Dr. Robert Karl Smither
By
Laura Jeffers
Posted: 2025-04-29T02:46:05Z
Dr. Robert Karl Smither, a long-time Lightning class competitor and supporter died peacefully at home in February, 2025.
Growing up in Buffalo, Bob started sailing Lightnings early on Abino Bay with his father Karl Smither. After sailing in the class for many years he became involved in the class organization. Bob was instrumental in several early changes to the Lightning and the specifications. This included calculating where to put extra lead in boats in such a way that the boats handled the same with or without extra lead weight. The largest change Bob over saw was the transition from the wood mast and the early aluminum rectangular mast to the oval section we use today. This change helped the class flourish and grow by having a robust safe mast. Before that change the wood masts broke fairly often. Bob went on to serve the class as Chief Measurer for three year and then as Lightning Class President in 1988. He also became an International Measurer and worked on many big events including a number of Pan Am Games and two Olympics.
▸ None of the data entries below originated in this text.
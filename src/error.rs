//! Error type carried by request outcomes.
//!
//! [`RequestError`] is the error half of the opaque `(value, error)` payload a
//! request execution produces. The coordinator never constructs or inspects
//! it: whatever `run` returns is cached and delivered verbatim to every
//! coalesced or cached resolution of the same identity. Because of that, the
//! type is `Clone` (one outcome may be delivered to many requests) and
//! `PartialEq` (callers routinely compare delivered outcomes).
//!
//! The helper methods (`as_label`, `as_message`) exist for logging/metrics in
//! request implementations and subscribers.

use std::time::Duration;
use thiserror::Error;

/// # Errors produced by request execution.
///
/// These belong to the request layer: `run` implementations return them, the
/// coordinator merely stores and forwards them. Failures are never retried by
/// the coordinator.
#[non_exhaustive]
#[derive(Error, Debug, Clone, PartialEq, Eq)]
pub enum RequestError {
    /// Request execution failed.
    #[error("execution failed: {error}")]
    Fail {
        /// The underlying error message.
        error: String,
    },

    /// Request execution exceeded a caller-imposed deadline.
    ///
    /// The coordinator applies no timeouts of its own; a request that wants
    /// one enforces it inside `run` and reports it with this variant.
    #[error("timed out after {timeout:?}")]
    Timeout {
        /// The deadline that was exceeded.
        timeout: Duration,
    },
}

impl RequestError {
    /// Creates a [`RequestError::Fail`] from any displayable error.
    pub fn fail(error: impl Into<String>) -> Self {
        RequestError::Fail {
            error: error.into(),
        }
    }

    /// Returns a short stable label (snake_case) for use in logs/metrics.
    ///
    /// # Example
    /// ```
    /// use reqvisor::RequestError;
    ///
    /// let err = RequestError::fail("boom");
    /// assert_eq!(err.as_label(), "request_failed");
    /// ```
    pub fn as_label(&self) -> &'static str {
        match self {
            RequestError::Fail { .. } => "request_failed",
            RequestError::Timeout { .. } => "request_timeout",
        }
    }

    /// Returns a human-readable message with details about the error.
    pub fn as_message(&self) -> String {
        match self {
            RequestError::Fail { error } => format!("error: {error}"),
            RequestError::Timeout { timeout } => format!("timeout: {timeout:?}"),
        }
    }
}
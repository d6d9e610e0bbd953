//! # Event bus for broadcasting coordinator events.
//!
//! [`Bus`] is a thin wrapper around [`tokio::sync::broadcast`] that provides
//! non-blocking event publishing from multiple sources (submitters, the
//! dispatcher, execution tasks).
//!
//! ## Architecture
//! ```text
//! Publishers (many):                    Subscriber (one):
//!   submit()    ──┐
//!   dispatcher  ──┼──────► Bus ───────► bus listener ────► SubscriberSet
//!   executions  ──┘  (broadcast chan)   (in builder)
//! ```
//!
//! Reqvisor uses a single listener (spawned by
//! [`CoordinatorBuilder::build`](crate::CoordinatorBuilder::build)) that fans
//! events out to user subscribers via [`SubscriberSet`](crate::SubscriberSet).
//!
//! ## Rules
//! - **Non-blocking publish**: `publish()` never blocks; it calls
//!   `broadcast::Sender::send`.
//! - **Bounded capacity**: a single ring buffer stores recent events for all
//!   receivers.
//! - **Lag handling**: slow receivers get `RecvError::Lagged(n)` and skip `n`
//!   oldest items.
//! - **No persistence**: events are lost if there are no active subscribers
//!   at send time.

use tokio::sync::broadcast;

use super::event::Event;

/// Broadcast channel for coordinator events.
///
/// Thin wrapper over [`tokio::sync::broadcast`] that provides a
/// `publish`/`subscribe` API. Multiple publishers can publish concurrently;
/// subscribers receive clones of each event.
///
/// ### Properties
/// - **Non-blocking**: `publish()` returns immediately.
/// - **Fire-and-forget**: no delivery or durability guarantees.
/// - **Cloneable**: cheap to clone (internally holds an `Arc`-backed sender).
#[derive(Clone, Debug)]
pub struct Bus {
    tx: broadcast::Sender<Event>,
}

impl Bus {
    /// Creates a new bus with the given channel capacity.
    ///
    /// ### Notes
    /// - Capacity is **shared** across all receivers (not per-subscriber).
    /// - When receivers lag, they will observe `RecvError::Lagged`.
    /// - The minimum capacity is 1 (clamped).
    pub fn new(capacity: usize) -> Self {
        let capacity = capacity.max(1);
        let (tx, _rx) = broadcast::channel::<Event>(capacity);
        Self { tx }
    }

    /// Publishes an event to all active subscribers.
    ///
    /// Takes ownership of the event; the broadcast channel clones it per
    /// receiver. If there are no receivers the event is dropped (this
    /// function still returns immediately).
    pub fn publish(&self, ev: Event) {
        let _ = self.tx.send(ev);
    }

    /// Creates a new receiver that will observe subsequent events.
    ///
    /// - Each call creates an **independent** receiver.
    /// - A receiver only gets events **sent after** it subscribes.
    /// - Slow receivers get `RecvError::Lagged(n)` and skip over missed items.
    pub fn subscribe(&self) -> broadcast::Receiver<Event> {
        self.tx.subscribe()
    }
}
//! # Builder: wires the bus, subscribers, and background tasks.
//!
//! [`CoordinatorBuilder::build`] assembles a [`Coordinator`] and spawns its
//! dispatcher, plus (when subscribers are attached) a listener that
//! forwards bus events into the [`SubscriberSet`] fan-out.

use std::marker::PhantomData;
use std::sync::Arc;

use tokio::sync::broadcast;

use super::config::Config;
use super::coordinator::Coordinator;
use crate::events::{Bus, Event};
use crate::subscribers::{Subscribe, SubscriberSet};

/// Builder for constructing a [`Coordinator`] with optional subscribers.
pub struct CoordinatorBuilder<T> {
    cfg: Config,
    subscribers: Vec<Arc<dyn Subscribe>>,
    _value: PhantomData<fn() -> T>,
}

impl<T> CoordinatorBuilder<T>
where
    T: Clone + Send + Sync + 'static,
{
    /// Creates a new builder with the given configuration.
    pub fn new(cfg: Config) -> Self {
        Self {
            cfg,
            subscribers: Vec::new(),
            _value: PhantomData,
        }
    }

    /// Sets event subscribers for observability.
    ///
    /// Subscribers receive coordinator events (submissions, admissions,
    /// cache activity, drain progress) through dedicated workers with
    /// bounded queues.
    pub fn with_subscribers(mut self, subscribers: Vec<Arc<dyn Subscribe>>) -> Self {
        self.subscribers = subscribers;
        self
    }

    /// Adds one event subscriber.
    pub fn with_subscriber(mut self, subscriber: Arc<dyn Subscribe>) -> Self {
        self.subscribers.push(subscriber);
        self
    }

    /// Builds the coordinator and starts its background tasks.
    ///
    /// Spawns the dispatcher and, if subscribers were attached, the bus
    /// listener feeding the fan-out set. Must be called within a tokio
    /// runtime.
    pub fn build(self) -> Arc<Coordinator<T>> {
        let bus = Bus::new(self.cfg.bus_capacity_clamped());

        if !self.subscribers.is_empty() {
            let set = Arc::new(SubscriberSet::new(self.subscribers, bus.clone()));
            spawn_listener(bus.subscribe(), set);
        }

        let coordinator = Arc::new(Coordinator::from_parts(self.cfg, bus));
        tokio::spawn(Arc::clone(&coordinator).run_dispatcher());
        coordinator
    }
}

/// Forwards bus events to the subscriber set (fire-and-forget).
///
/// Ends when the bus closes, i.e. when the coordinator is dropped; lagging
/// skips missed events rather than terminating the listener.
fn spawn_listener(mut rx: broadcast::Receiver<Event>, set: Arc<SubscriberSet>) {
    tokio::spawn(async move {
        loop {
            match rx.recv().await {
                Ok(ev) => set.emit(&ev),
                Err(broadcast::error::RecvError::Closed) => break,
                Err(broadcast::error::RecvError::Lagged(_)) => continue,
            }
        }
    });
}
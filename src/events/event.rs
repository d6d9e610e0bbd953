//! # Lifecycle events emitted by the coordinator.
//!
//! The [`EventKind`] enum classifies event types across four categories:
//! - **Queue events**: submission flow (queued, discarded after stop)
//! - **Execution events**: admission and completion of request executions
//! - **Cache events**: hits, insertions, FIFO evictions
//! - **Shutdown events**: stop request, drain-dropped items, quiescence
//!
//! The [`Event`] struct carries additional metadata such as timestamps, the
//! request identity, reasons, and queue/pool occupancy.
//!
//! ## Ordering guarantees
//! Each event has a globally unique sequence number (`seq`) that increases
//! monotonically, assigned at construction. Events for one identity are
//! constructed at the state transition they describe (under the coordinator
//! lock), so comparing `seq` restores the per-identity order even when
//! delivery interleaves.
//!
//! ## Example
//! ```rust
//! use reqvisor::{Event, EventKind};
//!
//! let ev = Event::new(EventKind::RequestFailed)
//!     .with_id("user:42")
//!     .with_reason("connection refused");
//!
//! assert_eq!(ev.kind, EventKind::RequestFailed);
//! assert_eq!(ev.id.as_deref(), Some("user:42"));
//! assert_eq!(ev.reason.as_deref(), Some("connection refused"));
//! ```

use std::sync::Arc;
use std::sync::atomic::{AtomicU64, Ordering as AtomicOrdering};
use std::time::SystemTime;

/// Global sequence counter for event ordering.
static EVENT_SEQ: AtomicU64 = AtomicU64::new(0);

/// Classification of coordinator events.
#[derive(Debug, Clone, Copy, PartialEq, Eq)]
pub enum EventKind {
    // === Queue events ===
    /// Request accepted into the pending queue.
    ///
    /// Sets:
    /// - `id`: request identity
    /// - `depth`: queue length after insertion
    /// - `at`: wall-clock timestamp
    /// - `seq`: global sequence
    RequestQueued,

    /// Request submitted after a stop request and silently discarded
    /// (neither `run` nor `set_result` will be invoked on it).
    ///
    /// Sets:
    /// - `id`: request identity
    /// - `at`: wall-clock timestamp
    /// - `seq`: global sequence
    RequestDiscarded,

    // === Execution events ===
    /// Request admitted into the execution pool; its `run` is being spawned.
    ///
    /// Sets:
    /// - `id`: request identity
    /// - `in_flight`: pool size after admission
    /// - `at`: wall-clock timestamp
    /// - `seq`: global sequence
    RequestAdmitted,

    /// Request execution finished with a value.
    ///
    /// Sets:
    /// - `id`: request identity
    /// - `at`: wall-clock timestamp
    /// - `seq`: global sequence
    RequestCompleted,

    /// Request execution finished with an error.
    ///
    /// The outcome is still cached/delivered verbatim; this event only
    /// classifies the completion for observers.
    ///
    /// Sets:
    /// - `id`: request identity
    /// - `reason`: error message
    /// - `at`: wall-clock timestamp
    /// - `seq`: global sequence
    RequestFailed,

    // === Cache events ===
    /// Queued request resolved from the cache via `set_result`.
    ///
    /// Applies unconditionally, even while stopping.
    ///
    /// Sets:
    /// - `id`: request identity
    /// - `at`: wall-clock timestamp
    /// - `seq`: global sequence
    CacheHit,

    /// Completed outcome inserted into the cache.
    ///
    /// Sets:
    /// - `id`: request identity
    /// - `at`: wall-clock timestamp
    /// - `seq`: global sequence
    CacheStored,

    /// Oldest cache entry evicted to make room (strict FIFO order).
    ///
    /// Sets:
    /// - `id`: evicted identity
    /// - `at`: wall-clock timestamp
    /// - `seq`: global sequence
    CacheEvicted,

    // === Shutdown events ===
    /// Stop requested; no further submissions will be accepted.
    ///
    /// Sets:
    /// - `at`: wall-clock timestamp
    /// - `seq`: global sequence
    StopRequested,

    /// Queued request removed unresolved during the stopping drain
    /// (it was neither a cache hit nor coalesced against an execution).
    ///
    /// Sets:
    /// - `id`: request identity
    /// - `at`: wall-clock timestamp
    /// - `seq`: global sequence
    RequestDropped,

    /// Queue and execution pool are empty after a stop request; the
    /// dispatcher has exited and `stop` is about to return.
    ///
    /// Sets:
    /// - `at`: wall-clock timestamp
    /// - `seq`: global sequence
    Drained,

    // === Subscriber events ===
    /// Subscriber panicked during event processing.
    ///
    /// Sets:
    /// - `id`: subscriber name
    /// - `reason`: panic info/message
    /// - `at`: wall-clock timestamp
    /// - `seq`: global sequence
    SubscriberPanicked,

    /// Subscriber dropped an event (queue full or worker closed).
    ///
    /// Sets:
    /// - `id`: subscriber name
    /// - `reason`: reason string (e.g., "full", "closed")
    /// - `at`: wall-clock timestamp
    /// - `seq`: global sequence
    SubscriberOverflow,
}

/// Coordinator event with optional metadata.
///
/// - `seq`: monotonic global sequence for ordering
/// - `at`: wall-clock timestamp (for logs)
/// - other optional fields are set depending on the [`EventKind`]
#[derive(Debug, Clone)]
pub struct Event {
    /// Globally unique, monotonically increasing sequence number.
    pub seq: u64,
    /// Wall-clock timestamp.
    pub at: SystemTime,
    /// Event classification.
    pub kind: EventKind,

    /// Request identity (or subscriber name for subscriber events).
    pub id: Option<Arc<str>>,
    /// Human-readable reason (errors, overflow details, etc.).
    pub reason: Option<Arc<str>>,
    /// Pending-queue length, where applicable.
    pub depth: Option<usize>,
    /// Execution-pool size, where applicable.
    pub in_flight: Option<usize>,
}

impl Event {
    /// Creates a new event of the given kind with current timestamp and next
    /// sequence number.
    pub fn new(kind: EventKind) -> Self {
        Self {
            seq: EVENT_SEQ.fetch_add(1, AtomicOrdering::Relaxed),
            at: SystemTime::now(),
            kind,
            id: None,
            reason: None,
            depth: None,
            in_flight: None,
        }
    }

    /// Attaches a request identity (or subscriber name).
    #[inline]
    pub fn with_id(mut self, id: impl Into<Arc<str>>) -> Self {
        self.id = Some(id.into());
        self
    }

    /// Attaches a human-readable reason.
    #[inline]
    pub fn with_reason(mut self, reason: impl Into<Arc<str>>) -> Self {
        self.reason = Some(reason.into());
        self
    }

    /// Attaches the pending-queue length.
    #[inline]
    pub fn with_depth(mut self, depth: usize) -> Self {
        self.depth = Some(depth);
        self
    }

    /// Attaches the execution-pool size.
    #[inline]
    pub fn with_in_flight(mut self, in_flight: usize) -> Self {
        self.in_flight = Some(in_flight);
        self
    }

    /// Creates a subscriber overflow event.
    #[inline]
    pub fn subscriber_overflow(subscriber: &'static str, reason: &'static str) -> Self {
        Event::new(EventKind::SubscriberOverflow)
            .with_id(subscriber)
            .with_reason(reason)
    }

    /// Creates a subscriber panic event.
    #[inline]
    pub fn subscriber_panicked(subscriber: &'static str, info: String) -> Self {
        Event::new(EventKind::SubscriberPanicked)
            .with_id(subscriber)
            .with_reason(info)
    }

    /// True for events generated by the fan-out machinery itself.
    #[inline]
    pub fn is_subscriber_fault(&self) -> bool {
        matches!(
            self.kind,
            EventKind::SubscriberOverflow | EventKind::SubscriberPanicked
        )
    }
}
//! # reqvisor
//!
//! **Reqvisor** is a throttled, deduplicating request coordinator for Rust.
//!
//! It accepts identified units of work ([`Request`]s), executes at most a
//! bounded number of them concurrently, coalesces redundant concurrent
//! executions of the same identity, optionally caches completed results
//! (bounded, FIFO-evicted), and drains gracefully on stop.
//!
//! ## Architecture
//! ### Overview
//! ```text
//!     ┌──────────────┐   ┌──────────────┐   ┌──────────────┐
//!     │  RequestRef  │   │  RequestRef  │   │  RequestRef  │
//!     │ (caller #1)  │   │ (caller #2)  │   │ (caller #3)  │
//!     └──────┬───────┘   └──────┬───────┘   └──────┬───────┘
//!            ▼ submit()         ▼ submit()         ▼ submit()
//! ┌───────────────────────────────────────────────────────────────────┐
//! │  Coordinator (single lock: running flag, queue, cache, pool)      │
//! │  - pending queue (FIFO)                                           │
//! │  - result cache (identity → outcome, FIFO eviction)               │
//! │  - execution pool (identity set, ≤ throttle limit)                │
//! └──────────────────────────────┬────────────────────────────────────┘
//!                                ▼ dispatcher (one action per scan pass)
//!                       ┌─────────────────┐
//!                       │    scan pass    │  cache hit      → set_result(outcome)
//!                       │ (front-to-back, │  coalesced wait → leave queued
//!                       │ first eligible) │  stopping drop  → remove unresolved
//!                       └────────┬────────┘  admission      → spawn run()
//!                                │
//!                                │ Publishes Events:
//!                                │ - RequestQueued / RequestAdmitted
//!                                │ - CacheHit / CacheStored / CacheEvicted
//!                                │ - RequestCompleted / RequestDropped / Drained
//!                                ▼
//! ┌───────────────────────────────────────────────────────────────────┐
//! │                        Bus (broadcast channel)                    │
//! └─────────────────────────────────┬─────────────────────────────────┘
//!                                   ▼
//!                          SubscriberSet fan-out
//!                        (per-subscriber queues + workers)
//! ```
//!
//! ### Request lifecycle
//! ```text
//! submit(request)
//!   ├─ coordinator stopped → discarded (no run, no set_result)
//!   └─ enqueued → dispatcher scan:
//!        ├─ identity cached        → set_result(cached outcome)  [even while stopping]
//!        ├─ identity executing     → wait in queue (coalesced)
//!        ├─ stopping, un-coalesced → dropped unresolved
//!        └─ pool has capacity      → run() spawned concurrently
//!             └─ on completion: cacheable() → cache (FIFO-evict oldest),
//!                free the pool slot, wake the dispatcher
//! ```
//!
//! Exactly one of `run` / `set_result` is invoked per submitted request,
//! exactly once. The exception: requests still queued when a stop request
//! finishes draining, which receive neither.
//!
//! ## Features
//! | Area              | Description                                                  | Key types / traits                         |
//! |-------------------|--------------------------------------------------------------|--------------------------------------------|
//! | **Requests**      | Define units of work with identity, execution, and delivery. | [`Request`], [`RequestFn`], [`RequestRef`] |
//! | **Coordination**  | Throttling, coalescing, bounded FIFO result caching.         | [`Coordinator`], [`Config`]                |
//! | **Shutdown**      | Drain-and-stop barrier; in-flight work is never cancelled.   | [`Coordinator::stop`]                      |
//! | **Subscriber API**| Hook into coordinator lifecycle events (logging, metrics).   | [`Subscribe`], [`FlightTracker`]           |
//! | **Errors**        | Opaque, cloneable execution errors delivered verbatim.       | [`RequestError`], [`Outcome`]              |
//!
//! ## Optional features
//! - `logging`: exports a simple built-in [`LogWriter`] _(demo/reference only)_.
//!
//! ## Example
//! ```rust
//! use reqvisor::{Config, Coordinator, Outcome, RequestFn, RequestRef};
//!
//! #[tokio::main(flavor = "current_thread")]
//! async fn main() {
//!     let coordinator = Coordinator::<String>::builder(Config::default()).build();
//!     let (tx, mut rx) = tokio::sync::mpsc::unbounded_channel();
//!
//!     // First submission of an identity executes.
//!     let primary: RequestRef<String> = RequestFn::arc(
//!         "user:42",
//!         true,
//!         || async { Ok("profile".to_string()) },
//!         |_outcome| {},
//!     );
//!
//!     // A concurrent duplicate never executes: it is delivered the
//!     // primary's outcome via set_result (coalescing + cache).
//!     let duplicate: RequestRef<String> = RequestFn::arc(
//!         "user:42",
//!         true,
//!         || async { Ok(String::new()) },
//!         move |outcome: Outcome<String>| {
//!             let _ = tx.send(outcome);
//!         },
//!     );
//!
//!     coordinator.submit(primary);
//!     coordinator.submit(duplicate);
//!
//!     assert_eq!(rx.recv().await, Some(Ok("profile".to_string())));
//!     coordinator.stop().await;
//! }
//! ```

mod core;
mod error;
mod events;
mod requests;
mod subscribers;

// ---- Public re-exports ----

pub use crate::core::{Config, Coordinator, CoordinatorBuilder};
pub use error::RequestError;
pub use events::{Bus, Event, EventKind};
pub use requests::{Outcome, Request, RequestFn, RequestRef};
pub use subscribers::{FlightTracker, Subscribe, SubscriberSet};

// Optional: expose a simple built-in logger subscriber (demo/reference).
// Enable with: `--features logging`
#[cfg(feature = "logging")]
pub use subscribers::LogWriter;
Born on July 18, 1929 in Buffalo, NY, he studied physics at the university of Buffalo. Then he moved on to Yale. After completing his doctorate in physics there in 1956, he accepted a post at Argonne Laboratories. That turned into a 50 year career! Initially in the Physics Division, he also worked in the Materials Science Division, the Advanced Photon Source, the fusion program, and the Strategic Defense Initiative (SDI). Bob even joined the hunt for the reported Leonardo da Vinci’s Battle of Anghiari painting in Florence. As a physicist, he was an experimentalist, which meant he was hands on and constantly tinkering with equipment to make experiments work. He invented an assortment of devices for which he obtained patents. These had potential uses ranging from medical imaging to astronomy, which led him to collaboration with the European space program.
Aside from sailing his hobby was archeoastronomy, which took him on trips to Mexico, Central America and the Middle East, and he also became an eclipse chaser and traveled as far afield as Chile and China to see them.
Bob was predeceased by his first wife, Louise Cleaver, and is survived by, his wife of 25 years, Carol Meyer, his three children, John, Jim, and Cathy, six grandchildren, and one great grandson. Bob is also survived by his sister Anne Smither Allen.